##### Entries supplied #####

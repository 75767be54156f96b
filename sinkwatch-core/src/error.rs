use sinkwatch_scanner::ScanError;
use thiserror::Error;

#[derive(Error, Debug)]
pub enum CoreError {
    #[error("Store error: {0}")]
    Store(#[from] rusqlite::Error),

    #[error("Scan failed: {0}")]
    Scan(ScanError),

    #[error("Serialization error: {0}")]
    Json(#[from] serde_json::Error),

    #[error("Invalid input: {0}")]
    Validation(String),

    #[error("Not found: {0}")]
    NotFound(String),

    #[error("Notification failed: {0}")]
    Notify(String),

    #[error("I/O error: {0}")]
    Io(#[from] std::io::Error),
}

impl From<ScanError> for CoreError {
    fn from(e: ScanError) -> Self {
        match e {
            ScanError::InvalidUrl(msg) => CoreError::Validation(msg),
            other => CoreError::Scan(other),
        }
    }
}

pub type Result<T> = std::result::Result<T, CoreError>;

#####

■ **What you will do**
Scan the preceding listing for the string "ScanError" and copy every line where it occurs.

■ **Answer space**
use sinkwatch_scanner::ScanError;
    Scan(ScanError),
impl From<ScanError> for CoreError {
    fn from(e: ScanError) -> Self {
            ScanError::InvalidUrl(msg) => CoreError::Validation(msg),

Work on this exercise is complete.